::: Input data
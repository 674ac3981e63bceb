use chrono::Utc;
use sea_orm::ActiveValue::NotSet;
use sea_orm::{
    ActiveModelTrait, ColumnTrait, Condition, EntityTrait, PaginatorTrait, QueryFilter, QueryOrder,
    QuerySelect, Set, TransactionTrait,
};
use uuid::Uuid;

use crate::{
    audit,
    dto::orders::{CheckoutPage, CheckoutPrefill, CheckoutRequest, OrderList, OrderWithItems},
    entity::{
        cart_items::{Column as CartItemCol, Entity as CartItems, Model as CartItemModel},
        order_items::{
            ActiveModel as OrderItemActive, Column as OrderItemCol, Entity as OrderItems,
            Model as OrderItemModel,
        },
        orders::{ActiveModel as OrderActive, Column as OrderCol, Entity as Orders, Model as OrderModel},
        products::Model as ProductModel,
        users::Entity as Users,
    },
    error::{AppError, AppResult},
    middleware::auth::AuthUser,
    models::{Order, OrderItem},
    response::{ApiResponse, Meta},
    routes::params::Pagination,
    services::cart_service::{build_cart_view, line_total, load_lines, resolve_user_cart},
    state::AppState,
};

pub const STATUS_PLACED: &str = "placed";

/// One order line as captured at checkout time.
#[derive(Debug, Clone, PartialEq, Eq)]
pub struct LineSnapshot {
    pub product_id: Uuid,
    pub price: i64,
    pub quantity: i32,
}

/// Freezes the current cart lines and their total. Prices come from the
/// product rows as they are right now.
pub fn snapshot_lines(lines: &[(CartItemModel, ProductModel)]) -> (Vec<LineSnapshot>, i64) {
    let snapshot: Vec<LineSnapshot> = lines
        .iter()
        .map(|(item, product)| LineSnapshot {
            product_id: product.id,
            price: product.price,
            quantity: item.quantity,
        })
        .collect();
    let total = snapshot
        .iter()
        .map(|line| line_total(line.price, line.quantity))
        .sum();
    (snapshot, total)
}

/// Trims the submitted details and rejects blank or malformed fields.
pub fn validate_checkout(payload: CheckoutRequest) -> AppResult<CheckoutRequest> {
    fn required(field: &str, value: String) -> AppResult<String> {
        let value = value.trim().to_string();
        if value.is_empty() {
            return Err(AppError::BadRequest(format!("{field} is required")));
        }
        Ok(value)
    }

    let details = CheckoutRequest {
        full_name: required("full_name", payload.full_name)?,
        email: required("email", payload.email)?,
        phone: required("phone", payload.phone)?,
        address: required("address", payload.address)?,
        city: required("city", payload.city)?,
        postal_code: required("postal_code", payload.postal_code)?,
    };

    let valid_email = details
        .email
        .split_once('@')
        .is_some_and(|(local, domain)| !local.is_empty() && !domain.is_empty());
    if !valid_email {
        return Err(AppError::BadRequest("email is invalid".into()));
    }

    Ok(details)
}

pub async fn checkout_page(
    state: &AppState,
    user: &AuthUser,
) -> AppResult<ApiResponse<CheckoutPage>> {
    let cart = resolve_user_cart(&state.orm, user.user_id).await?;
    let view = build_cart_view(&state.orm, &cart).await?;
    if view.items.is_empty() {
        return Err(AppError::EmptyCart);
    }

    let account = Users::find_by_id(user.user_id)
        .one(&state.orm)
        .await?
        .ok_or(AppError::NotFound)?;

    Ok(ApiResponse::success(
        "Checkout",
        CheckoutPage {
            cart: view,
            prefill: CheckoutPrefill {
                email: account.email,
                phone: account.phone.unwrap_or_default(),
            },
        },
        Some(Meta::empty()),
    ))
}

pub async fn checkout(
    state: &AppState,
    user: &AuthUser,
    payload: CheckoutRequest,
) -> AppResult<ApiResponse<OrderWithItems>> {
    let txn = state.orm.begin().await?;

    let cart = resolve_user_cart(&txn, user.user_id).await?;
    let lines = load_lines(&txn, cart.id, true).await?;
    if lines.is_empty() {
        return Err(AppError::EmptyCart);
    }

    let details = validate_checkout(payload)?;
    let (snapshot, total) = snapshot_lines(&lines);

    let order = OrderActive {
        id: Set(Uuid::new_v4()),
        user_id: Set(user.user_id),
        status: Set(STATUS_PLACED.into()),
        total: Set(total),
        full_name: Set(details.full_name),
        email: Set(details.email),
        phone: Set(details.phone),
        address: Set(details.address),
        city: Set(details.city),
        postal_code: Set(details.postal_code),
        created_at: NotSet,
        updated_at: NotSet,
    }
    .insert(&txn)
    .await?;

    let mut items: Vec<OrderItem> = Vec::with_capacity(snapshot.len());
    for line in &snapshot {
        let item = OrderItemActive {
            id: Set(Uuid::new_v4()),
            order_id: Set(order.id),
            product_id: Set(line.product_id),
            price: Set(line.price),
            quantity: Set(line.quantity),
            created_at: NotSet,
        }
        .insert(&txn)
        .await?;
        items.push(order_item_from_entity(item));
    }

    // empty the cart, the cart row itself stays
    CartItems::delete_many()
        .filter(CartItemCol::CartId.eq(cart.id))
        .exec(&txn)
        .await?;

    txn.commit().await?;

    tracing::info!(
        order_id = %order.id,
        user_id = %user.user_id,
        total,
        lines = items.len(),
        "order placed"
    );
    audit::record(
        &state.pool,
        Some(user.user_id),
        "checkout",
        "orders",
        serde_json::json!({ "order_id": order.id, "total": total }),
    )
    .await;

    let order = order_from_entity(order);
    Ok(ApiResponse::success(
        format!("Order #{} placed successfully", order.id),
        OrderWithItems { order, items },
        Some(Meta::empty()),
    ))
}

pub async fn get_order(
    state: &AppState,
    user: &AuthUser,
    id: Uuid,
) -> AppResult<ApiResponse<OrderWithItems>> {
    let order = Orders::find()
        .filter(
            Condition::all()
                .add(OrderCol::UserId.eq(user.user_id))
                .add(OrderCol::Id.eq(id)),
        )
        .one(&state.orm)
        .await?
        .ok_or(AppError::NotFound)?;

    let items = find_order_items(state, order.id).await?;

    Ok(ApiResponse::success(
        "OK",
        OrderWithItems {
            order: order_from_entity(order),
            items,
        },
        Some(Meta::empty()),
    ))
}

pub async fn list_orders(
    state: &AppState,
    user: &AuthUser,
    pagination: Pagination,
) -> AppResult<ApiResponse<OrderList>> {
    let (page, limit, offset) = pagination.normalize();
    let finder = Orders::find()
        .filter(OrderCol::UserId.eq(user.user_id))
        .order_by_desc(OrderCol::CreatedAt)
        .order_by_desc(OrderCol::Id);

    let total = finder.clone().count(&state.orm).await? as i64;

    let orders = finder
        .limit(limit as u64)
        .offset(offset as u64)
        .all(&state.orm)
        .await?
        .into_iter()
        .map(order_from_entity)
        .collect();

    let meta = Meta::new(page, limit, total);
    Ok(ApiResponse::success(
        "Ok",
        OrderList { items: orders },
        Some(meta),
    ))
}

pub async fn find_order_items(state: &AppState, order_id: Uuid) -> AppResult<Vec<OrderItem>> {
    Ok(OrderItems::find()
        .filter(OrderItemCol::OrderId.eq(order_id))
        .order_by_asc(OrderItemCol::CreatedAt)
        .order_by_asc(OrderItemCol::Id)
        .all(&state.orm)
        .await?
        .into_iter()
        .map(order_item_from_entity)
        .collect())
}

pub fn order_from_entity(model: OrderModel) -> Order {
    Order {
        id: model.id,
        user_id: model.user_id,
        status: model.status,
        total: model.total,
        full_name: model.full_name,
        email: model.email,
        phone: model.phone,
        address: model.address,
        city: model.city,
        postal_code: model.postal_code,
        created_at: model.created_at.with_timezone(&Utc),
        updated_at: model.updated_at.with_timezone(&Utc),
    }
}

pub fn order_item_from_entity(model: OrderItemModel) -> OrderItem {
    OrderItem {
        id: model.id,
        order_id: model.order_id,
        product_id: model.product_id,
        price: model.price,
        quantity: model.quantity,
        created_at: model.created_at.with_timezone(&Utc),
    }
}
use sea_orm::entity::prelude::*;

#[derive(Clone, Debug, PartialEq, DeriveEntityModel)]
#[sea_orm(table_name = "order_items")]
pub struct Model {
    #[sea_orm(primary_key, auto_increment = false)]
    pub id: Uuid,
    pub order_id: Uuid,
    pub product_id: Uuid,
    /// Unit price copied from the product when the order was placed.
    pub price: i64,
    pub quantity: i32,
    pub created_at: DateTimeWithTimeZone,
}

#[derive(Copy, Clone, Debug, EnumIter, DeriveRelation)]
pub enum Relation {
    #[sea_orm(
        belongs_to = "super::orders::Entity",
        from = "Column::OrderId",
        to = "super::orders::Column::Id"
    )]
    Orders,
    #[sea_orm(
        belongs_to = "super::products::Entity",
        from = "Column::ProductId",
        to = "super::products::Column::Id"
    )]
    Products,
}

impl Related<super::orders::Entity> for Entity {
    fn to() -> RelationDef {
        Relation::Orders.def()
    }
}

impl Related<super::products::Entity> for Entity {
    fn to() -> RelationDef {
        Relation::Products.def()
    }
}

impl ActiveModelBehavior for ActiveModel {}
::::::
* _Problem details_
Go through the records and gather the lines that hold "ProductModel".

* _Output of the task_
        products::Model as ProductModel,
pub fn snapshot_lines(lines: &[(CartItemModel, ProductModel)]) -> (Vec<LineSnapshot>, i64) {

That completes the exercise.